Ricordiamone alcuni. A luglio 2014 crollo di una campata del viadotto Petrulla, sulla strada statale 626 tra Ravanusa e Licata (Agrigento); nell’ottobre 2016 crollo di un cavalcavia ad Annone (Lecco); a marzo dello scorso anno crollo di un sovrappasso dell’autostrada adriatica e, in aprile, crollo di una campata della tangenziale di Fossano (Cuneo).
«Per evitare tragedie come quella accaduta», conclude Occhiuzzi, «sarebbe indispensabile la sostituzione di gran parte dei ponti italiani con nuove opere caratterizzate da una vita utile di 100 anni», con un costo stimato di decine di miliardi di euro.
Naturalmente, accanto ad un piano straordinario per la costruzione di opere pubbliche, ormai indifferibile, è di fondamentale importanza dotare le infrastrutture esistenti di sistemi di sorveglianza e monitoraggio.

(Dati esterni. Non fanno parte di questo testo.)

#[tokio::test]
async fn join_while_offline_is_discarded() {
    let transport = MockTransport::new(false);
    let (facade, _) = start(&transport, SyncConfig::new().with_room(Some(9)));

    assert!(!facade.join(3));
    assert!(facade.rooms().is_empty());
    assert!(transport.calls().is_empty());

    // The bound room is still joined once the connection comes up.
    transport.connect();
    wait_until("bound room join", || transport.calls() == vec![Call::Join(9)]).await;
    assert_eq!(facade.rooms(), vec![9]);
}

/// Comes online while the facade's room binding takes its first look at it.
///
/// The first `is_connected` call (the monitor's initial sample) reports
/// offline. The second one, from the binding's initial sync, connects the
/// inner transport, waits long enough for the monitor task to apply the
/// signal on another worker, and still reports offline.
struct ConnectsDuringStartup {
    inner: Arc<MockTransport>,
    checks: AtomicUsize,
}

impl Transport for ConnectsDuringStartup {
    fn is_connected(&self) -> bool {
        if self.checks.fetch_add(1, Ordering::SeqCst) == 1 {
            self.inner.connect();
            std::thread::sleep(Duration::from_millis(100));
            return false;
        }
        self.inner.is_connected()
    }

    fn on(&self, listener: Listener) -> ListenerId {
        self.inner.on(listener)
    }

    fn off(&self, id: ListenerId) {
        self.inner.off(id);
    }

    fn join_expedition(&self, id: ExpeditionId) {
        self.inner.join_expedition(id);
    }

    fn leave_expedition(&self, id: ExpeditionId) {
        self.inner.leave_expedition(id);
    }

    fn reconnect(&self) {
        self.inner.reconnect();
    }
}

#[tokio::test(flavor = "multi_thread", worker_threads = 2)]
async fn connect_during_startup_still_joins_bound_room() {
    init_tracing();
    let inner = MockTransport::new(false);
    let transport = Arc::new(ConnectsDuringStartup {
        inner: inner.clone(),
        checks: AtomicUsize::new(0),
    });
    let sink = RecordingSink::new();
    let facade = assert_ok!(SyncFacade::new(
        transport,
        SyncConfig::new().with_room(Some(11)),
        sink.clone(),
        sink,
    ));

    wait_for_state(&facade, ConnectionState::Connected).await;
    wait_until("bound room join", || inner.calls() == vec![Call::Join(11)]).await;
    assert_eq!(facade.rooms(), vec![11]);
}

#[tokio::test]
async fn rooms_survive_disconnect_and_are_rejoined() {
    let transport = MockTransport::new(true);
    let (facade, _) = start(&transport, SyncConfig::new().with_room(Some(7)));
    facade.join(1);
    facade.join(2);

    transport.disconnect("network lost");
    wait_for_state(&facade, ConnectionState::Disconnected).await;
    assert_eq!(facade.rooms(), vec![1, 2, 7]);
    transport.take_calls();

    transport.connect();
    wait_until("rejoin after connect", || transport.calls().len() == 3).await;
    assert_eq!(
        transport.take_calls(),
        vec![Call::Join(1), Call::Join(2), Call::Join(7)]
    );
    assert_eq!(facade.rooms(), vec![1, 2, 7]);
}

#[tokio::test]
async fn rejoin_follows_every_recovery() {
    let transport = MockTransport::new(true);
    let (facade, _) = start(&transport, SyncConfig::new());
    facade.join(4);
    transport.take_calls();

    for round in 1..=3 {
        transport.fail("flaky link");
        wait_for_state(&facade, ConnectionState::Error).await;
        facade.reconnect();
        transport.reconnected();
        wait_until("rejoin", || transport.calls().len() == round).await;
    }
    assert_eq!(transport.take_calls(), vec![Call::Join(4); 3]);
}

#[tokio::test]
async fn leave_removes_room() {
    let transport = MockTransport::new(true);
    let (facade, _) = start(&transport, SyncConfig::new());
    facade.join(1);
    facade.join(2);

    facade.leave(1);
    assert_eq!(facade.rooms(), vec![2]);
    assert_eq!(
        transport.calls(),
        vec![Call::Join(1), Call::Join(2), Call::Leave(1)]
    );
}

#[tokio::test]
async fn set_room_leaves_previous_room() {
    let transport = MockTransport::new(true);
    let (facade, _) = start(&transport, SyncConfig::new().with_room(Some(1)));

    facade.set_room(Some(2));
    facade.set_room(Some(2));
    facade.set_room(None);

    assert_eq!(facade.room(), None);
    assert!(facade.rooms().is_empty());
    assert_eq!(
        transport.calls(),
        vec![
            Call::Join(1),
            Call::Leave(1),
            Call::Join(2),
            Call::Leave(2)
        ]
    );
}
//! A [`Transport`] that speaks the expedition frame protocol over any
//! bidirectional text channel.
//!
//! [`SocketClient`] is a thin handle over a background loop, in the same
//! shape as most async network clients: public methods push commands into an
//! unbounded MPSC channel and return immediately, the loop multiplexes those
//! commands with incoming frames via `tokio::select!`, and every lifecycle
//! change is fanned out to the registered listeners.
//!
//! The loop never reconnects on its own. After a receive error or a clean
//! close it parks until [`Transport::reconnect`] is called.
//!
//! # Example
//!
//! ```rust,ignore
//! let dialer = WebSocketDialer::new("wss://example.com/socket");
//! let client = SocketClient::start(dialer, SocketConfig::default());
//! let sync = SyncFacade::new(client.clone(), SyncConfig::new(), haptics, popups)?;
//! ```

use std::fmt;
use std::sync::atomic::{AtomicBool, Ordering};
use std::sync::{Arc, Mutex, PoisonError};
use std::time::Duration;

use async_trait::async_trait;
use tokio::sync::{mpsc, oneshot};
use tokio::task::JoinHandle;
use tracing::{debug, error, warn};

use crate::error::SyncError;
use crate::protocol::{ClientFrame, ServerFrame};
use crate::transport::{Listener, ListenerId, ListenerSet, Transport, TransportEvent};
use crate::update::{ExpeditionId, Update};

/// Default timeout for the graceful shutdown.
const DEFAULT_SHUTDOWN_TIMEOUT: Duration = Duration::from_secs(1);

// ── Channel abstraction ─────────────────────────────────────────────

/// A bidirectional text frame channel.
///
/// Each call to [`send`](FrameChannel::send) transmits one complete JSON
/// frame and each call to [`recv`](FrameChannel::recv) returns one.
///
/// # Cancel Safety
///
/// [`recv`](FrameChannel::recv) **MUST** be cancel-safe because it is polled
/// inside `tokio::select!`. Channel-based implementations (e.g. wrapping
/// `mpsc::Receiver`) are naturally cancel-safe.
#[async_trait]
pub trait FrameChannel: Send + 'static {
    /// # Errors
    ///
    /// Returns [`SyncError::TransportSend`] if the frame could not be sent.
    async fn send(&mut self, frame: String) -> Result<(), SyncError>;

    /// Receive the next frame.
    ///
    /// Returns:
    /// - `Some(Ok(text))`: a complete frame was received
    /// - `Some(Err(e))`: the channel failed
    /// - `None`: the server closed the channel cleanly
    async fn recv(&mut self) -> Option<Result<String, SyncError>>;

    /// Close the channel gracefully.
    ///
    /// # Errors
    ///
    /// Returns an error if the close handshake fails. Resources must still
    /// be released.
    async fn close(&mut self) -> Result<(), SyncError>;
}

/// Opens fresh [`FrameChannel`]s, once at start and again on every reconnect.
#[async_trait]
pub trait Dialer: Send + Sync + 'static {
    /// # Errors
    ///
    /// Any error is reported to listeners as a transport `error` signal.
    async fn dial(&self) -> Result<Box<dyn FrameChannel>, SyncError>;
}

La tecnologia fornisce già oggi strumenti all’avanguardia. In un precedente articolo abbiamo accennato a SHBox, un avanzato sistema di gestione di sensori per il monitoraggio dei parametri fisici (deformazione, temperatura, inclinazione, evento sismico) di infrastrutture stradali che, ovviamente, può essere utilizzato anche per il monitoraggio di altre tipologie di strutture, come gli edifici.
Il sistema gestisce fino a 64 mila sensori che, opportunamente collocati, consentono di ricostruire il digital twin – cioè il gemello digitale – dell’ambiente sottoposto a controllo, sia esso un ponte, una galleria o un edificio. Ciascun sensore misura deformazione e inclinazione della struttura e rileva, attraverso piccoli sismografi integrati, le sue oscillazioni.
Ovviamente, il valore informativo dei singoli sensori è relativo (come i pixel di un’immagine), quindi a parità di superficie una maggiore densità di sensori incrementa la risoluzione del sistema. Inoltre, per lo stesso motivo, la perdita du singoli sensori non pregiudica il digital twin, ma solo la sua risoluzione.
L’alternativa all’approccio basato su array di microsensori è il monitoraggio a distanza tramite radar ad apertura sintetica, o semplicemente SAR (Synthetic Aperture Radar), che consente di raccogliere a costi contenuti grandi quantità di informazioni con precisione millimetrica su fenomeni lenti – quali i movimenti del terreno di fondazione − che possono mettere a repentaglio le strutture.
I sistemi SAR, introdotti nell’ultimo trentennio, sono generalmente ospitati su satelliti, quali lo European Remote Sensing (ERS), messo in orbita nel 1992. Il sistema rileva gli spostamenti di un insieme di punti target ad ogni passaggio del satellite, quindi solitamente con cadenza settimanale. A differenza dell’approccio IoT basato su microsensori, è quindi una tecnica non idonea per misurare fenomeni di deformazione localizzata dovuti a degrado dei materiali o con tempi di evoluzione rapidi. Può però dimostrarsi utile se affiancata ad un sistema IoT.